30 anos sem Truffaut (publicado originalmente em 21/10/2014)
Hoje, precisamente, vamos lembrar de François Truffaut, cineasta francês. Trinta anos atrás, em 21 de outubro de 1984, ele morria na comunidade de Neuilly-sur-Seine, em seu país natal, devido a um tumor cerebral. Tinha apenas 52 anos. Em compensação, deixou uma vasta história de mais de duas décadas de carreira, com dezenas de filmes, centenas de artigos a revistas especializadas, dentre elas a mítica ‘Cadernos de Cinema’, onde, aliás, praticamente iniciou na profissão de crítico, em 1953.
Nascido em Paris, Truffaut teve vida amarga até a idade adulta. Não conheceu o pai biológico e a mãe o rejeitou. Criado pelos avós, teve no avô a imagem da rigidez e disciplina militar e na avó o lado das artes. Ela o incentivou na paixão pela literatura e música. Aos 10 anos, no entanto, perdeu a avó. Foi morar com a mãe, casada com o arquiteto Roland Truffaut, de quem herdou o sobrenome. E rechaçado por ambos, o pré-adolescente François se tornou uma pessoa insurgente e problemática.
Demorou nada para ele iniciar na estrada dos pequenos furtos. Na escola ia mal, fugia pra ver filmes com o amigo Robert Lachenay. Estas tais peripécias o inspiraram a rodar seu primeiro longa-metragem, o afamado ‘Os Incompreendidos’ (1959), totalmente autobiográfico e, por isto mesmo, de carga sentimental ao extremo. Aos 14 anos, abandonou as classes, passou a ganhar dinheiro com uns biscates e seguia nos furtos. Em 1947, fundou o cineclube ‘Círculo de Cinema’, fechado meses depois.
Neste ínterim, conheceu André Bazin, famoso crítico de cinema francês – 14 anos mais velho que Truffaut.

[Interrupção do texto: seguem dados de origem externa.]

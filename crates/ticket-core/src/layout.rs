//! # The ticket layout composer
//!
//! [compose] arranges all regions of a ticket onto one canvas, top to
//! bottom: header, id pill, title, due banner, body, footer, QR glyph and
//! the urgency row. Composition is infallible: missing fields substitute
//! documented defaults, over-long titles degrade in size and glyph misses
//! fall back to the box glyph. The full canvas exists before any encoder
//! runs, so output is always all-or-nothing.

use crate::{
    content::TicketContent,
    fonts::{FontBank, FontRole, TextFace},
    qr,
    raster::Canvas,
    typeset::{self, WrappedLine},
    urgency,
};

/// A ticket never renders shorter than this, even when nearly empty
pub const MIN_HEIGHT: u32 = 280;
/// Edge length the QR glyph aims for
pub const QR_TARGET: u32 = 80;

const TITLE_MAX_LINES: usize = 3;
const TITLE_STEP: u32 = 8;
const TITLE_FLOOR: u32 = 16;

/// Geometry of the composed ticket
#[derive(Debug, Copy, Clone, PartialEq, Eq)]
pub struct LayoutConfig {
    /// Print head width in dots (576 dots = 80 mm paper at 203 dpi)
    pub width: u32,
    /// Horizontal margin in dots
    pub margin_x: u32,
    /// Center the title instead of left-aligning it
    pub center_title: bool,
}

impl Default for LayoutConfig {
    fn default() -> Self {
        LayoutConfig {
            width: 576,
            margin_x: 6,
            center_title: false,
        }
    }
}

/// Shrink the title until it fits the line budget
///
/// The size steps down in fixed decrements to a floor; if the floor still
/// overflows, the surplus is cut and the last line gets an ellipsis. This
/// is the one place where `LayoutOverflow` is resolved.
fn fit_title(
    face: &dyn TextFace,
    text: &str,
    max_width: u32,
) -> (Box<dyn TextFace>, Vec<WrappedLine>) {
    let mut size = face.size();
    loop {
        let sized = face.with_size(size);
        let mut lines = typeset::wrap(sized.as_ref(), text, max_width);
        if lines.len() <= TITLE_MAX_LINES {
            return (sized, lines);
        }
        if size <= TITLE_FLOOR {
            lines.truncate(TITLE_MAX_LINES);
            if let Some(last) = lines.last_mut() {
                let mut text = last.text.clone();
                loop {
                    let candidate = format!("{}\u{2026}", text.trim_end());
                    if typeset::measure(sized.as_ref(), &candidate) <= max_width
                        || text.is_empty()
                    {
                        last.text = candidate;
                        last.width = typeset::measure(sized.as_ref(), &last.text);
                        break;
                    }
                    text.pop();
                }
            }
            return (sized, lines);
        }
        size = size.saturating_sub(TITLE_STEP).max(TITLE_FLOOR);
    }
}

fn draw_body(canvas: &mut Canvas, face: &dyn TextFace, left: i32, right: i32, mut y: u32, body: &str) -> u32 {
    let box_s = face.size() * 78 / 100;
    for raw in body.lines() {
        let trimmed = raw.trim_start();
        if let Some(rest) = trimmed.strip_prefix("- ") {
            // hollow checkbox, only on the first wrapped segment
            canvas.draw_rect(left, (y + 3) as i32, box_s, box_s, 2);
            let tx = left + box_s as i32 + 10;
            let lines = typeset::wrap(face, rest.trim(), (right - tx) as u32);
            if lines.is_empty() {
                y += face.line_advance();
            }
            for line in &lines {
                typeset::draw_text(canvas, face, tx, (y + face.ascent()) as i32, &line.text);
                y += face.line_advance();
            }
        } else if trimmed.is_empty() {
            // paragraph break, not an empty rendered line
            y += face.size() * 6 / 10;
        } else {
            for line in &typeset::wrap(face, raw, (right - left) as u32) {
                typeset::draw_text(canvas, face, left, (y + face.ascent()) as i32, &line.text);
                y += face.line_advance();
            }
        }
    }
    y
}

/// Compose a ticket onto a fresh canvas
pub fn compose(content: &TicketContent, fonts: &FontBank, cfg: &LayoutConfig) -> Canvas {
    let label = fonts.face(FontRole::Label);
    let small = fonts.face(FontRole::Small);
    let body = fonts.face(FontRole::Body);

    let left = cfg.margin_x as i32;
    let right = (cfg.width - cfg.margin_x) as i32;
    let max_w = (right - left) as u32;

    let mut canvas = Canvas::new(cfg.width);
    let mut y: u32 = 8;

    // header: bolt marker + app label left, creation date right
    let marker = (label.size().saturating_sub(2)).max(8);
    urgency::draw_bolt(&mut canvas, left + 2, y as i32, marker, true);
    let hx = left + (marker as f32 * 0.72) as i32 + 10;
    typeset::draw_text(&mut canvas, label, hx, (y + label.ascent()) as i32, "TODO TICKET");
    let stamp = content.created.format("%Y-%m-%d").to_string();
    let sw = typeset::measure(label, &stamp);
    typeset::draw_text(&mut canvas, label, right - sw as i32, (y + label.ascent()) as i32, &stamp);
    y += (label.size() as f32 * 1.6).round() as u32;

    // ticket pill
    let pill = format!("TICKET #{}", content.short_id());
    let pw = typeset::measure(small, &pill);
    let ph = small.size();
    let (pad_x, pad_y) = (10u32, 4u32);
    canvas.draw_round_rect(left, y as i32, pw + pad_x * 2, ph + pad_y * 2, 10, 2);
    typeset::draw_text(
        &mut canvas,
        small,
        left + pad_x as i32,
        (y + pad_y + small.ascent()) as i32,
        &pill,
    );
    y += ph + pad_y * 2 + 6;

    // title
    let title = content.effective_title();
    let (tface, tlines) = fit_title(fonts.face(FontRole::Title), &title, max_w);
    for line in &tlines {
        let x = if cfg.center_title {
            left + ((max_w - line.width.min(max_w)) / 2) as i32
        } else {
            left
        };
        typeset::draw_text(&mut canvas, tface.as_ref(), x, (y + tface.ascent()) as i32, &line.text);
        y += tface.line_advance();
    }

    // due banner
    y += 4;
    for line in content.due.banner_lines(content.created) {
        typeset::draw_text(&mut canvas, small, left, (y + small.ascent()) as i32, &line);
        y += small.line_advance();
    }

    canvas.hrule(left, right, y as i32, 3);
    y += 10;

    y = draw_body(&mut canvas, body, left, right, y, &content.body);

    y += 6;
    canvas.hrule(left, right, y as i32, 3);
    y += 10;

    // footer: author left, tag right
    let author = format!("AUTHOR: {}", content.author.as_deref().unwrap_or("Unknown"));
    let tag = format!("TAG: {}", content.tag.as_deref().unwrap_or("None"));
    typeset::draw_text(&mut canvas, label, left, (y + label.ascent()) as i32, &author);
    let tw = typeset::measure(label, &tag);
    typeset::draw_text(&mut canvas, label, right - tw as i32, (y + label.ascent()) as i32, &tag);

    // QR glyph below the footer labels
    let qr_y = y + (label.size() as f32 * 1.5).round() as u32;
    let qr_size = qr::draw(&mut canvas, left, qr_y as i32, &content.id, QR_TARGET, small);
    y = qr_y + qr_size + 10;

    // urgency caption + bolt row
    let level = content.urgency.level();
    typeset::draw_text(&mut canvas, label, left, (y + label.ascent()) as i32, "URGENCY");
    let cap = urgency::caption(level);
    let cw = typeset::measure(label, cap);
    typeset::draw_text(&mut canvas, label, right - cw as i32, (y + label.ascent()) as i32, cap);
    y += (label.size() as f32 * 1.2).round() as u32;

    y = urgency::draw_row(&mut canvas, y, cfg.width, level, content.urgency_plus);
    y += 8;

    canvas.crop(y.max(MIN_HEIGHT));
    canvas
}

#[cfg(test)]
mod tests {
    use super::*;
    use crate::fonts::BuiltinFace;

    #[test]
    fn test_title_fits_without_stepdown() {
        let face = BuiltinFace::new(48);
        let (sized, lines) = fit_title(&face, "Buy milk", 564);
        assert_eq!(48, sized.size());
        assert_eq!(1, lines.len());
    }

    #[test]
    fn test_title_steps_down_then_truncates() {
        let face = BuiltinFace::new(48);
        let long: String = std::iter::repeat("word ").take(60).collect();
        let (sized, lines) = fit_title(&face, long.trim(), 564);
        assert!(sized.size() <= 48);
        assert!(lines.len() <= TITLE_MAX_LINES);
        for line in &lines {
            assert!(line.width <= 564);
        }
        if lines.len() == TITLE_MAX_LINES {
            assert!(lines[2].text.ends_with('\u{2026}'));
        }
    }

    #[test]
    fn test_title_lines_always_fit_budget() {
        let face = BuiltinFace::new(48);
        let token: String = std::iter::repeat('w').take(300).collect();
        let (_, lines) = fit_title(&face, &token, 300);
        assert!(lines.len() <= TITLE_MAX_LINES);
        for line in &lines {
            assert!(line.width <= 300);
        }
    }
}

Bazin o ‘adotou’ e levou o futuro fundador da ‘Nouvelle Vague’ a mudar a sua vida em 180 graus. Truffaut via 3 filmes por dia e lia 3 livros por semana. A mamata vinha de um acordo com Roland, que custearia isto caso o jovem arrumasse trabalho estável e saísse do cineclube de Bazin. O aperto de mãos durou pouco. O arquiteto internou-o num reformatório juvenil cuidado pela polícia.

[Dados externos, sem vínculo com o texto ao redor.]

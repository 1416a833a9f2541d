//! The print backend selector
//!
//! An [EncodedStream] is handed to exactly one [PrintSink]: either the raw
//! printer device or a file in the output directory. The sink performs a
//! single scoped write (open, write all, flush, close on every path) and
//! never retries, so a failed attempt cannot re-fire a physical print.
//! Concurrent renders racing on one device must be serialized by the
//! caller, e.g. with a single-writer queue; this layer does not do that.

use std::{
    fs::{self, File, OpenOptions},
    io::{self, Write},
    path::{Path, PathBuf},
};

use log::info;

/// A fully encoded output, produced before any I/O happens
pub struct EncodedStream {
    /// Deterministic output file name (`ticket-<id>.<ext>`)
    pub name: String,
    /// The encoded bytes
    pub bytes: Vec<u8>,
}

/// The outcome of one print attempt
#[derive(Debug)]
pub struct PrintResult {
    /// Which backend consumed the stream
    pub backend: &'static str,
    /// Where the bytes went
    pub path: PathBuf,
}

/// A sink that consumes one encoded stream
pub trait PrintSink {
    /// Write the stream; called exactly once per render
    fn consume(&self, stream: EncodedStream) -> io::Result<PrintResult>;
}

/// Writes raw bytes to a character/USB printer device
pub struct DeviceSink {
    path: PathBuf,
}

impl DeviceSink {
    /// A sink for the given device path
    pub fn new(path: PathBuf) -> Self {
        DeviceSink { path }
    }
}

impl PrintSink for DeviceSink {
    fn consume(&self, stream: EncodedStream) -> io::Result<PrintResult> {
        info!("Writing {} bytes to '{}'", stream.bytes.len(), self.path.display());
        let mut device = OpenOptions::new().write(true).open(&self.path)?;
        device.write_all(&stream.bytes)?;
        device.flush()?;
        Ok(PrintResult {
            backend: "device",
            path: self.path.clone(),
        })
    }
}

/// Writes the stream as a file into the output directory
pub struct FileSink {
    dir: PathBuf,
}

impl FileSink {
    /// A sink for the given output directory
    pub fn new(dir: PathBuf) -> Self {
        FileSink { dir }
    }
}

impl PrintSink for FileSink {
    fn consume(&self, stream: EncodedStream) -> io::Result<PrintResult> {
        fs::create_dir_all(&self.dir)?;
        let path = self.dir.join(&stream.name);
        let mut file = File::create(&path)?;
        file.write_all(&stream.bytes)?;
        file.flush()?;
        info!("Wrote '{}'", path.display());
        Ok(PrintResult {
            backend: "file",
            path,
        })
    }
}

/// Pick the sink once, from configuration
///
/// A configured device path routes the stream to the printer; everything
/// else lands in the output directory.
pub fn select(device: Option<&Path>, out_dir: &Path, wants_device: bool) -> Box<dyn PrintSink> {
    match device {
        Some(path) if wants_device => Box::new(DeviceSink::new(path.to_path_buf())),
        _ => Box::new(FileSink::new(out_dir.to_path_buf())),
    }
}

#[cfg(test)]
mod tests {
    use super::*;

    #[test]
    fn test_file_sink_writes_named_file() {
        let dir = std::env::temp_dir().join("boltpress-test-sink");
        let _ = fs::remove_dir_all(&dir);
        let sink = FileSink::new(dir.clone());
        let res = sink
            .consume(EncodedStream {
                name: "ticket-test.bin".to_string(),
                bytes: vec![1, 2, 3],
            })
            .unwrap();
        assert_eq!("file", res.backend);
        assert_eq!(vec![1, 2, 3], fs::read(&res.path).unwrap());
        fs::remove_dir_all(&dir).unwrap();
    }

    #[test]
    fn test_missing_device_is_surfaced() {
        let sink = DeviceSink::new(PathBuf::from("/nonexistent/printer0"));
        let err = sink
            .consume(EncodedStream {
                name: String::new(),
                bytes: vec![0],
            })
            .unwrap_err();
        assert_eq!(io::ErrorKind::NotFound, err.kind());
    }

    #[test]
    fn test_selection_is_config_driven() {
        let out = PathBuf::from("out");
        let dev = PathBuf::from("/nonexistent/usb/lp0");
        let sink = select(Some(&dev), &out, true);
        let err = sink
            .consume(EncodedStream {
                name: "x".into(),
                bytes: vec![],
            })
            .unwrap_err();
        // device sink: open fails, nothing is created
        assert!(err.kind() == io::ErrorKind::NotFound || err.kind() == io::ErrorKind::PermissionDenied);
    }
}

Aos 18, fora ao internato, emancipado pelos pais e novamente aos cuidados de André Bazin, Truffaut começou nas críticas de fitas – o primeiro texto foi sobre ‘A Regra do Jogo’ (1939). A mente de Truffaut era instável e após algum tempo, sem ninguém entender, largou tudo para se alistar nas Forças Armadas Francesas. Claro, se arrependeu logo e tentou escapar. Foi preso. Quem o salvou de novo? Sim, Bazin. Em 52, foi morar com a família dele. Estava desempregado e se tornou freelancer.

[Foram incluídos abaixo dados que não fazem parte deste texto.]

use std::{borrow::Cow, fmt, io, path::PathBuf, str::FromStr};

use clap::Parser;
use serde::Deserialize;
use thiserror::Error;
use ticket_core::{fonts::FontSizes, layout::LayoutConfig};

/// The format to export the ticket into
#[derive(Debug, Copy, Clone, PartialEq, Eq)]
pub enum Format {
    /// ESC/POS raster command stream (device or raw dump)
    EscPos,
    /// Portable Network Graphic
    Png,
    /// Portable Document Format
    Pdf,
}

#[derive(Debug)]
/// Failed to parse a format name
pub struct FormatError {}

impl fmt::Display for FormatError {
    fn fmt(&self, f: &mut fmt::Formatter<'_>) -> fmt::Result {
        write!(f, "Use one of `escpos`, `png` or `pdf`")?;
        Ok(())
    }
}

impl std::error::Error for FormatError {}

impl Default for Format {
    fn default() -> Self {
        Format::Png
    }
}

impl FromStr for Format {
    type Err = FormatError;
    fn from_str(val: &str) -> Result<Self, Self::Err> {
        match val {
            "escpos" | "pos" => Ok(Self::EscPos),
            "png" => Ok(Self::Png),
            "pdf" => Ok(Self::Pdf),
            _ => Err(FormatError {}),
        }
    }
}

impl Format {
    /// The file extension for this format
    pub fn extension(self) -> &'static str {
        match self {
            Self::EscPos => "bin",
            Self::Png => "png",
            Self::Pdf => "pdf",
        }
    }

    fn to_static_str(self) -> &'static str {
        match self {
            Self::EscPos => "escpos",
            Self::Png => "png",
            Self::Pdf => "pdf",
        }
    }
}

impl fmt::Display for Format {
    fn fmt(&self, f: &mut fmt::Formatter<'_>) -> fmt::Result {
        f.write_str(self.to_static_str())
    }
}

#[derive(Parser)]
/// Render a ticket to a thermal printer stream or a file
pub struct Options {
    /// The ticket to be rendered (RON, see tickets/example.ron)
    pub file: PathBuf,

    /// Format of the output. Valid choices are:
    ///
    /// "escpos", "png" and "pdf"
    #[clap(default_value_t, long, short = 'F')]
    pub format: Format,

    /// Press parameters passed as command line args
    #[clap(flatten)]
    pub cl_press: PressConfig,

    /// Press parameters as a file
    #[clap(long)]
    pub config: Option<PathBuf>,
}

#[derive(Debug, Error)]
pub enum ConfigError {
    #[error("IO Error")]
    Io(#[from] io::Error),
    #[error("Deserialize Error")]
    Ron(#[from] ron::error::Error),
}

impl Options {
    /// The effective press configuration: config file, overridden by flags
    pub fn press(&self) -> Result<Cow<'_, PressConfig>, ConfigError> {
        if let Some(config_path) = &self.config {
            let text = std::fs::read_to_string(config_path)?;
            let mut press: PressConfig = ron::from_str(&text)?;
            press.merge(&self.cl_press);
            Ok(Cow::Owned(press))
        } else {
            Ok(Cow::Borrowed(&self.cl_press))
        }
    }
}

/// The recognized press options
///
/// Every field is optional; [PressConfig] resolution fills in the defaults
/// of the original hardware setup (80 mm paper at 203 dpi).
#[derive(Debug, Default, Clone, Parser, Deserialize)]
#[serde(default)]
pub struct PressConfig {
    /// Print head width in dots
    #[clap(long)]
    pub width_dots: Option<u32>,
    /// Horizontal margin in dots
    #[clap(long)]
    pub margin_x: Option<u32>,
    /// Center the title instead of left-aligning it
    #[clap(long)]
    pub center_title: bool,
    /// Title glyph size
    #[clap(long)]
    pub title_pt: Option<u32>,
    /// Label glyph size
    #[clap(long)]
    pub label_pt: Option<u32>,
    /// Body glyph size
    #[clap(long)]
    pub body_pt: Option<u32>,
    /// Small glyph size
    #[clap(long)]
    pub small_pt: Option<u32>,
    /// Candidate font files, first usable one wins
    #[clap(long = "font")]
    pub fonts: Vec<PathBuf>,
    /// Printer device path for the escpos format
    #[clap(long, short = 'd')]
    pub device: Option<PathBuf>,
    /// Where to store file output
    #[clap(long, short = 'o')]
    pub out: Option<PathBuf>,
}

impl PressConfig {
    fn merge(&mut self, flags: &PressConfig) {
        if let Some(v) = flags.width_dots {
            self.width_dots = Some(v);
        }
        if let Some(v) = flags.margin_x {
            self.margin_x = Some(v);
        }
        if flags.center_title {
            self.center_title = true;
        }
        if let Some(v) = flags.title_pt {
            self.title_pt = Some(v);
        }
        if let Some(v) = flags.label_pt {
            self.label_pt = Some(v);
        }
        if let Some(v) = flags.body_pt {
            self.body_pt = Some(v);
        }
        if let Some(v) = flags.small_pt {
            self.small_pt = Some(v);
        }
        if !flags.fonts.is_empty() {
            self.fonts = flags.fonts.clone();
        }
        if let Some(v) = &flags.device {
            self.device = Some(v.clone());
        }
        if let Some(v) = &flags.out {
            self.out = Some(v.clone());
        }
    }

    /// The composed layout geometry
    pub fn layout(&self) -> LayoutConfig {
        let defaults = LayoutConfig::default();
        LayoutConfig {
            width: self.width_dots.unwrap_or(defaults.width),
            margin_x: self.margin_x.unwrap_or(defaults.margin_x),
            center_title: self.center_title,
        }
    }

    /// The configured glyph sizes
    pub fn sizes(&self) -> FontSizes {
        let defaults = FontSizes::default();
        FontSizes {
            title_pt: self.title_pt.unwrap_or(defaults.title_pt),
            label_pt: self.label_pt.unwrap_or(defaults.label_pt),
            body_pt: self.body_pt.unwrap_or(defaults.body_pt),
            small_pt: self.small_pt.unwrap_or(defaults.small_pt),
        }
    }

    /// The font search list, with the stock fallback chain
    pub fn font_paths(&self) -> Vec<PathBuf> {
        if !self.fonts.is_empty() {
            return self.fonts.clone();
        }
        vec![
            PathBuf::from("DejaVuSans.ttf"),
            PathBuf::from("/usr/share/fonts/truetype/dejavu/DejaVuSans.ttf"),
            PathBuf::from("/usr/share/fonts/truetype/freefont/FreeSans.ttf"),
        ]
    }

    /// The output directory for file backends
    pub fn out_dir(&self) -> PathBuf {
        self.out.clone().unwrap_or_else(|| PathBuf::from("out"))
    }
}

#[cfg(test)]
mod tests {
    use super::*;

    #[test]
    fn test_format_names() {
        assert_eq!(Format::EscPos, "escpos".parse().unwrap());
        assert_eq!(Format::Pdf, "pdf".parse().unwrap());
        assert!("ps".parse::<Format>().is_err());
        assert_eq!("png", Format::default().to_string());
    }

    #[test]
    fn test_press_from_ron_with_overrides() {
        let mut press: PressConfig = ron::from_str(
            r#"(
                width_dots: Some(384),
                title_pt: Some(40),
                device: Some("/dev/usb/lp1"),
            )"#,
        )
        .unwrap();
        let flags = PressConfig {
            title_pt: Some(32),
            ..PressConfig::default()
        };
        press.merge(&flags);
        assert_eq!(384, press.layout().width);
        assert_eq!(32, press.sizes().title_pt);
        assert_eq!(22, press.sizes().body_pt);
        assert_eq!(Some(PathBuf::from("/dev/usb/lp1")), press.device);
    }
}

Faltava pouco para Truffaut deslanchar. Em 1951, a revista ‘Cadernos de Cinema’ foi lançada por Bazin e um grupo de cinéfilos. Dois anos mais tarde, o ex-jovem problemático entrou para o time de colunistas e em seu primeiro artigo deu o que falar: ‘Uma certa tendência do cinema francês’ teve repercussão grande. Em seis anos na publicação, o cineasta escreveu 170 textos e entrevistas com os diretores, que se tornariam seus bons amigos, como Jean Renoir, Max Ophuls e o Roberto Rossellini.
O conceito de ‘filme autoral’, criado por Truffaut, caiu como bomba no meio dos cinéfilos. Pra ele, Alfred Hitchcock era exemplo maior da teoria, cujo mote era considerar as películas como obras individuais, na maioria das vezes de diretores, assim como ocorria na música e livro. O fio do novelo do ‘cinema autoral’ conduziu para a ‘Nouvelle Vague’, com produções intimistas e de custo baixo. E a primeira história veio com ‘Os Incompreendidos’. Daí à frente, F. Truffaut reinou ao lado de Godard.
Truffaut teve de aprender a caminhar sozinho aos 26 anos, quando seu mentor Bazin morreu vítima de leucemia aos 40, em 1958. Porém, andou bem. ‘Jules e Jim’ (1962) consolidou a carreira do diretor, que por vezes se transformava em roteirista, produtor e ator, este último em, por exemplo, o cult ‘Contatos Imediatos de Terceiro Grau’ (1977), de Steven Spielberg, um fã do francês. Outro filme grande de Truffaut foi ‘Fahrenheit 451’ (66), como ainda ‘O Último Metrô’ (80) e ‘De Repente, num Domingo’ (83). Em 1973, por ‘Uma Noite Americana’, recebeu a única indicação ao Oscar de diretor.